Comment peut-on qualifier l’apport de Pissarro à Cézanne ?
On verra que Pissarro a exercé une influence fondamentale sur Cézanne. C’est d’autant plus frappant quand on connaît ce que Cézanne peignait avant de rencontrer Pissarro. À son contact, il se débarrasse de tout un fatras de thèmes littéraires, souvent confus et grandiloquents et d’une facture lourde, très empâtée. Ils vont peindre sur le motif les mêmes paysages : tableau pour tableau, œuvre pour œuvre.
Outre la discipline que Cézanne apprend ainsi avec Pissarro, il découvre aussi une certaine façon de construire le tableau, d’élaborer les formes, d’aller droit au sujet.
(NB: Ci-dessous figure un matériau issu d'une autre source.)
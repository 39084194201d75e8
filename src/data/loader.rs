//! CSV loading

use crate::error::{PipelineError, Result};
use polars::prelude::*;
use std::fs::File;
use std::path::Path;
use tracing::info;

/// CSV loader with header and schema inference
#[derive(Debug, Clone)]
pub struct CsvLoader {
    /// Rows scanned to infer column types
    infer_schema_length: Option<usize>,
    /// Field separator
    separator: u8,
}

impl Default for CsvLoader {
    fn default() -> Self {
        Self::new()
    }
}

impl CsvLoader {
    /// Create a new loader
    pub fn new() -> Self {
        Self {
            infer_schema_length: Some(1000),
            separator: b',',
        }
    }

    /// Set the number of rows used for type inference (`None` scans all)
    pub fn with_infer_schema_length(mut self, rows: Option<usize>) -> Self {
        self.infer_schema_length = rows;
        self
    }

    /// Set the field separator
    pub fn with_separator(mut self, separator: u8) -> Self {
        self.separator = separator;
        self
    }

    /// Load a CSV file
    pub fn load(&self, path: impl AsRef<Path>) -> Result<DataFrame> {
        let path = path.as_ref();
        if !path.is_file() {
            return Err(PipelineError::NotFound(path.to_path_buf()));
        }
        let file = File::open(path)?;

        let df = CsvReadOptions::default()
            .with_has_header(true)
            .with_infer_schema_length(self.infer_schema_length)
            .with_parse_options(CsvParseOptions::default().with_separator(self.separator))
            .into_reader_with_file_handle(file)
            .finish()
            .map_err(|e| PipelineError::Parse(format!("{}: {}", path.display(), e)))?;

        info!(path = %path.display(), rows = df.height(), cols = df.width(), "Loaded table");
        Ok(df)
    }
}

/// Load a CSV table with default options
pub fn load_table(path: impl AsRef<Path>) -> Result<DataFrame> {
    CsvLoader::new().load(path)
}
En gros, c’est l’impressionnisme que Cézanne apprend à son contact !
Est-ce au contact de Pissarro, l’anarchiste, que Cézanne se libère de Courbet, qu’il voudra « brûler le Louvre » ?
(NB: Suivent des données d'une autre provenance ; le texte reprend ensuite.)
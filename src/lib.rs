//! ml-autopipeline - automated tabular classification
//!
//! Profiles a dataset, checks the label balance, optionally rebalances the
//! classes and evaluates a fixed line-up of baseline classifiers.
//!
//! # Modules
//!
//! ## Core
//! - [`sampling`] - Imbalance checks and the adaptive rebalancing policy (SMOTE, replication)
//! - [`training`] - Train/test split, baseline models and evaluation metrics
//! - [`preprocessing`] - Feature standardization
//!
//! ## Collaborators
//! - [`data`] - CSV loading, descriptive reports and feature/label encoding
//! - [`config`] - Config files and CLI merging
//! - [`logging`] - Tracing subscriber setup
//! - [`cli`] - Command-line driver
//!
//! # Example
//!
//! ```no_run
//! use ml_autopipeline::sampling::{apply_rebalance, check_label_imbalance};
//! use ml_autopipeline::training::{train_models, TrainingConfig};
//! use ndarray::array;
//!
//! let x = array![[1.0, 5.0], [2.0, 4.0], [3.0, 3.0], [4.0, 2.0], [5.0, 1.0], [6.0, 0.0]];
//! let y = array![0i64, 1, 0, 1, 0, 1];
//!
//! let verdict = check_label_imbalance(&y)?;
//! let (x, y) = if verdict.is_imbalanced {
//!     let balanced = apply_rebalance(&x, &y)?;
//!     (balanced.x, balanced.y)
//! } else {
//!     (x, y)
//! };
//!
//! let report = train_models(&x, &y, &TrainingConfig::default())?;
//! for name in report.names() {
//!     println!("{}", name);
//! }
//! # Ok::<(), ml_autopipeline::error::PipelineError>(())
//! ```

pub mod error;

pub mod preprocessing;
pub mod sampling;
pub mod training;

pub mod config;
pub mod data;
pub mod logging;
pub mod utils;

pub mod cli;

pub use error::{PipelineError, Result};

/// Library version
pub const VERSION: &str = env!("CARGO_PKG_VERSION");

/// Prelude for convenient imports
pub mod prelude {
    pub use crate::error::{PipelineError, Result};

    pub use crate::sampling::{
        apply_rebalance, check_imbalance, check_label_imbalance, ImbalanceVerdict,
        RebalanceResult, RebalanceStrategy,
    };

    pub use crate::training::{
        train_models, train_models_with_observer, MetricValue, MetricsReport, TrainingConfig,
        TrainingObserver,
    };

    pub use crate::config::{load_config, merge_config, PipelineSettings, Precedence};
    pub use crate::data::{describe, encode_features, encode_labels, load_table};
    pub use crate::logging::LogSettings;
}
//! Adaptive rebalancing policy
//!
//! Picks an oversampling strategy that cannot fail for small minority
//! classes: replication when interpolation is impossible, SMOTE with a reduced
//! neighbourhood for tiny classes, and default SMOTE otherwise.

use crate::error::Result;
use crate::sampling::smote::DEFAULT_K_NEIGHBORS;
use crate::sampling::{check_aligned, class_counts, RandomOverSampler, Sampler, SMOTE};
use ndarray::{Array1, Array2};
use serde::{Deserialize, Serialize};
use tracing::info;

/// Seed used by every rebalancing strategy
pub const REBALANCE_SEED: u64 = 42;

/// Largest minority count for which the SMOTE neighbourhood is shrunk
const REDUCED_NEIGHBOR_LIMIT: usize = 6;

/// Strategy chosen for a label distribution
#[derive(Debug, Clone, Copy, PartialEq, Eq, Serialize, Deserialize)]
pub enum RebalanceStrategy {
    /// No labels at all
    Empty,
    /// Every class already has the majority count
    AlreadyBalanced,
    /// Duplicate existing rows
    Replication,
    /// SMOTE interpolation with the given neighbourhood size
    Synthetic { k_neighbors: usize },
}

impl RebalanceStrategy {
    /// Decision table keyed by the minority class count
    pub fn select(minority: usize, majority: usize) -> Self {
        if majority == 0 {
            RebalanceStrategy::Empty
        } else if minority == majority {
            RebalanceStrategy::AlreadyBalanced
        } else if minority < 2 {
            RebalanceStrategy::Replication
        } else if minority <= REDUCED_NEIGHBOR_LIMIT {
            RebalanceStrategy::Synthetic {
                k_neighbors: minority - 1,
            }
        } else {
            RebalanceStrategy::Synthetic {
                k_neighbors: DEFAULT_K_NEIGHBORS,
            }
        }
    }

    /// Whether the strategy leaves the data untouched
    pub fn is_noop(&self) -> bool {
        matches!(self, RebalanceStrategy::Empty | RebalanceStrategy::AlreadyBalanced)
    }
}

impl std::fmt::Display for RebalanceStrategy {
    fn fmt(&self, f: &mut std::fmt::Formatter<'_>) -> std::fmt::Result {
        match self {
            RebalanceStrategy::Empty => write!(f, "none (no labels)"),
            RebalanceStrategy::AlreadyBalanced => write!(f, "none (already balanced)"),
            RebalanceStrategy::Replication => write!(f, "random oversampling"),
            RebalanceStrategy::Synthetic { k_neighbors } => {
                write!(f, "SMOTE (k_neighbors={})", k_neighbors)
            }
        }
    }
}

/// Rebalanced features and labels
#[derive(Debug, Clone)]
pub struct RebalanceResult {
    pub x: Array2<f64>,
    pub y: Array1<i64>,
    pub strategy: RebalanceStrategy,
}

/// Raise every class to the majority count.
///
/// The input is never modified; a no-op returns copies of it.
pub fn apply_rebalance(x: &Array2<f64>, y: &Array1<i64>) -> Result<RebalanceResult> {
    check_aligned(x, y)?;

    let counts = class_counts(y);
    let minority = counts.values().copied().min().unwrap_or(0);
    let majority = counts.values().copied().max().unwrap_or(0);
    let strategy = RebalanceStrategy::select(minority, majority);

    let resampled = match strategy {
        RebalanceStrategy::Empty | RebalanceStrategy::AlreadyBalanced => None,
        RebalanceStrategy::Replication => Some(
            RandomOverSampler::new()
                .with_seed(REBALANCE_SEED)
                .fit_resample(x, y)?,
        ),
        RebalanceStrategy::Synthetic { k_neighbors } => Some(
            SMOTE::new()
                .with_k_neighbors(k_neighbors)
                .with_seed(REBALANCE_SEED)
                .fit_resample(x, y)?,
        ),
    };

    info!(
        strategy = %strategy,
        minority,
        majority,
        rows_before = y.len(),
        rows_after = resampled.as_ref().map_or(y.len(), |r| r.y.len()),
        "Rebalance applied"
    );

    Ok(match resampled {
        Some(r) => RebalanceResult {
            x: r.x,
            y: r.y,
            strategy,
        },
        None => RebalanceResult {
            x: x.clone(),
            y: y.clone(),
            strategy,
        },
    })
}
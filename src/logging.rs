//! Tracing subscriber setup
//!
//! `configure` installs one global subscriber on first use. Later calls only
//! swap the level filter, so repeated configuration never adds a second sink.

use crate::error::{PipelineError, Result};
use serde::{Deserialize, Serialize};
use std::fs::OpenOptions;
use std::path::PathBuf;
use std::sync::{Mutex, OnceLock};
use tracing_subscriber::fmt::writer::BoxMakeWriter;
use tracing_subscriber::layer::SubscriberExt;
use tracing_subscriber::util::SubscriberInitExt;
use tracing_subscriber::{fmt, reload, EnvFilter, Layer, Registry};

/// Filter used when neither the settings nor `RUST_LOG` say otherwise
pub const DEFAULT_LEVEL: &str = "info";

static FILTER_HANDLE: OnceLock<reload::Handle<EnvFilter, Registry>> = OnceLock::new();

/// Log sink settings
#[derive(Debug, Clone, PartialEq, Serialize, Deserialize)]
#[serde(default)]
pub struct LogSettings {
    /// Level or filter directive, e.g. `debug` or `ml_autopipeline=trace`
    #[serde(rename = "log_level")]
    pub level: String,
    /// Emit JSON lines instead of text
    #[serde(rename = "log_json")]
    pub json: bool,
    /// Append to this file instead of stderr
    #[serde(rename = "log_file")]
    pub file: Option<PathBuf>,
}

impl Default for LogSettings {
    fn default() -> Self {
        Self {
            level: DEFAULT_LEVEL.to_string(),
            json: false,
            file: None,
        }
    }
}

impl LogSettings {
    pub fn with_level(mut self, level: impl Into<String>) -> Self {
        self.level = level.into();
        self
    }

    pub fn with_file(mut self, file: impl Into<PathBuf>) -> Self {
        self.file = Some(file.into());
        self
    }
}

/// `RUST_LOG` wins over the configured level
fn build_filter(level: &str) -> Result<EnvFilter> {
    if let Ok(filter) = EnvFilter::try_from_default_env() {
        return Ok(filter);
    }
    EnvFilter::try_new(level).map_err(|e| {
        PipelineError::config_field("log_level", format!("invalid filter '{}': {}", level, e))
    })
}

fn make_writer(settings: &LogSettings) -> Result<BoxMakeWriter> {
    Ok(match &settings.file {
        Some(path) => {
            let file = OpenOptions::new().create(true).append(true).open(path)?;
            BoxMakeWriter::new(Mutex::new(file))
        }
        None => BoxMakeWriter::new(std::io::stderr),
    })
}

/// Install the global subscriber, or update its level if already installed.
///
/// Output format and destination are fixed by the first call.
pub fn configure(settings: &LogSettings) -> Result<()> {
    let filter = build_filter(&settings.level)?;

    if let Some(handle) = FILTER_HANDLE.get() {
        return handle
            .reload(filter)
            .map_err(|e| PipelineError::Config(format!("cannot update log filter: {}", e)));
    }

    let (filter_layer, handle) = reload::Layer::new(filter);
    let writer = make_writer(settings)?;
    let with_ansi = settings.file.is_none();

    let fmt_layer = if settings.json {
        fmt::layer()
            .json()
            .with_current_span(false)
            .with_writer(writer)
            .boxed()
    } else {
        fmt::layer()
            .with_target(true)
            .with_ansi(with_ansi)
            .with_writer(writer)
            .boxed()
    };

    tracing_subscriber::registry()
        .with(filter_layer)
        .with(fmt_layer)
        .try_init()
        .map_err(|e| PipelineError::Config(format!("cannot install log subscriber: {}", e)))?;

    // A concurrent first call may have won the race; its handle is equivalent
    let _ = FILTER_HANDLE.set(handle);
    Ok(())
}

/// Whether a subscriber has been installed through [`configure`]
pub fn is_configured() -> bool {
    FILTER_HANDLE.get().is_some()
}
Pissarro l’anarchiste ! Quels rapports ici avec la peinture ? La Route de Louveciennes, c’est un paysage, point à ligne, pas un manifeste politique ! C’est un tableau dans la suite de l’école de Barbizon et qui est caractéristique de l’impressionnisme. Ce qui est capital, c’est l’apport de l’impressionnisme aussi bien du point de vue des sujets, que de celui de la facture. C’est une sorte de nettoyage : on se débarrasse des façons anciennes de voir, de faire.
Cézanne dit qu’à Pontoise, Auvers, avec Pissarro, il se refait « une optique ».
On le voit bien dans l’exposition, car motif pour motif, détail pour détail, on remarque que Cézanne nettoie sa vision, sa palette, éclaircit ses couleurs, tout cela grâce à Pissarro. Je suis de ceux qui pensent que Cézanne n’a jamais été un peintre impressionniste ! Simplement, ce qu’il a appris de Pissarro, c’est une espèce de façon humble de voir les choses.
Quelle différence entre la petite sensation de Cézanne et celle de Pissarro ?
J’aime beaucoup Pissarro, mais pour moi, il reste un peintre dans la tradition de l’école de Barbizon dont il a transformé l’héritage. Sa technique, même s’il a beaucoup appris à Cézanne, reste un peu laborieuse, elle manque d’ampleur. C’est tout le contraire de Cézanne !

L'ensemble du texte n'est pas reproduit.